> _EXERCISE PROMPT_: From the data below, copy exactly the lines that lie between the one holding "mod account;" and the one holding "use crate::auth::session_resolver;", including both, and nothing more.

> _DATA TO PROCESS_:
------------------------------------------------------------

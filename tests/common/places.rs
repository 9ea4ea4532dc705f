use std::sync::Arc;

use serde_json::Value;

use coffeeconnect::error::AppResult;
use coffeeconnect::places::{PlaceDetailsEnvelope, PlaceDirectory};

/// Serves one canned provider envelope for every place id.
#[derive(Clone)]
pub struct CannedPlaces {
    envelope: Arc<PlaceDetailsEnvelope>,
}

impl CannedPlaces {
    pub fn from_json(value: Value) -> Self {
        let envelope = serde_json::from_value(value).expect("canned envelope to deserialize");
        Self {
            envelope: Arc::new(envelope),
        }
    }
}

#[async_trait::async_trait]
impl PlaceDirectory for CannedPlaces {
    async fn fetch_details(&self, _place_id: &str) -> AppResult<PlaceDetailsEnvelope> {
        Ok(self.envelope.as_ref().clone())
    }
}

------------------------------------------------------------

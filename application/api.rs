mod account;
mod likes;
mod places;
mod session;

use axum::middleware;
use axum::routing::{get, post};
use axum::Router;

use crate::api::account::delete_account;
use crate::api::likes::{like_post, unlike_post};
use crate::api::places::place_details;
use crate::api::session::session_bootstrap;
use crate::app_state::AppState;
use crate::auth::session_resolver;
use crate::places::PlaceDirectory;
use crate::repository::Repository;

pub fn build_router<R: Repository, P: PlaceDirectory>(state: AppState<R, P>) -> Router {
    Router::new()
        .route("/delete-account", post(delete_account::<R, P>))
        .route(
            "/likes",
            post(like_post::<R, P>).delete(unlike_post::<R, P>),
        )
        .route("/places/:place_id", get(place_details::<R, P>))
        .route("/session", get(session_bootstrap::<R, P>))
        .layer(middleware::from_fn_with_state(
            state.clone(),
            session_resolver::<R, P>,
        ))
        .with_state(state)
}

------------------------------------------------------------

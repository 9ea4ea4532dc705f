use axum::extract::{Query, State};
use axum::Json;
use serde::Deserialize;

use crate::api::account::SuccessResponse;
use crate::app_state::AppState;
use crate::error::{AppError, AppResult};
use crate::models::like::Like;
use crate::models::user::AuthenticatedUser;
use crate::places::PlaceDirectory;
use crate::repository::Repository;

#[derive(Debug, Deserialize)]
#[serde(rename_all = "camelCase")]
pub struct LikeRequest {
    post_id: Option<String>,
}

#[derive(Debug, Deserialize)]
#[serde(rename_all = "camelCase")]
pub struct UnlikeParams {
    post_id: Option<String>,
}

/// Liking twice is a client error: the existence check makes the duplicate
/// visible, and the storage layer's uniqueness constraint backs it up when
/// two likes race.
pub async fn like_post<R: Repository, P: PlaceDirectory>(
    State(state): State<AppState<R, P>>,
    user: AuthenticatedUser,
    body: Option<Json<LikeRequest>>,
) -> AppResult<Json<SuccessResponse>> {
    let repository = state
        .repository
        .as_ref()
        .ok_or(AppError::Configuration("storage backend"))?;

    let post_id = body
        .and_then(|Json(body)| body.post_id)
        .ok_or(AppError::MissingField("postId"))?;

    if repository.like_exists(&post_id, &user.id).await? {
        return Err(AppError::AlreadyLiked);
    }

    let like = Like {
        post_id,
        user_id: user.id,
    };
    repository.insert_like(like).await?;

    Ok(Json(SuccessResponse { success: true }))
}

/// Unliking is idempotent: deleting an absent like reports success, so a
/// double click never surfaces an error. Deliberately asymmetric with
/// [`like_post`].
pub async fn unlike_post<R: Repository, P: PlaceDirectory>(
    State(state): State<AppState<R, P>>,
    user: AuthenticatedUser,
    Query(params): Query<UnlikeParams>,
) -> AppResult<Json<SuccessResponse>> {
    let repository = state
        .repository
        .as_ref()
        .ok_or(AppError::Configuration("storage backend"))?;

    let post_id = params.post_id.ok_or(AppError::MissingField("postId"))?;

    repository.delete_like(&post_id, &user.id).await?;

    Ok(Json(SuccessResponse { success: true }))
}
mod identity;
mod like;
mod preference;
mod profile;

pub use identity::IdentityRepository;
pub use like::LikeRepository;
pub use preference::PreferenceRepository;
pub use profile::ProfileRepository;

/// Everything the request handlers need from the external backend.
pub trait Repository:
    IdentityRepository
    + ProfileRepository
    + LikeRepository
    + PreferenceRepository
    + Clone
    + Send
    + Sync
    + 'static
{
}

------------------------------------------------------------

> _ANSWER FOR THIS EXERCISE_:
mod account;
mod likes;
mod places;
mod session;

use axum::middleware;
use axum::routing::{get, post};
use axum::Router;

use crate::api::account::delete_account;
use crate::api::likes::{like_post, unlike_post};
use crate::api::places::place_details;
use crate::api::session::session_bootstrap;
use crate::app_state::AppState;
use crate::auth::session_resolver;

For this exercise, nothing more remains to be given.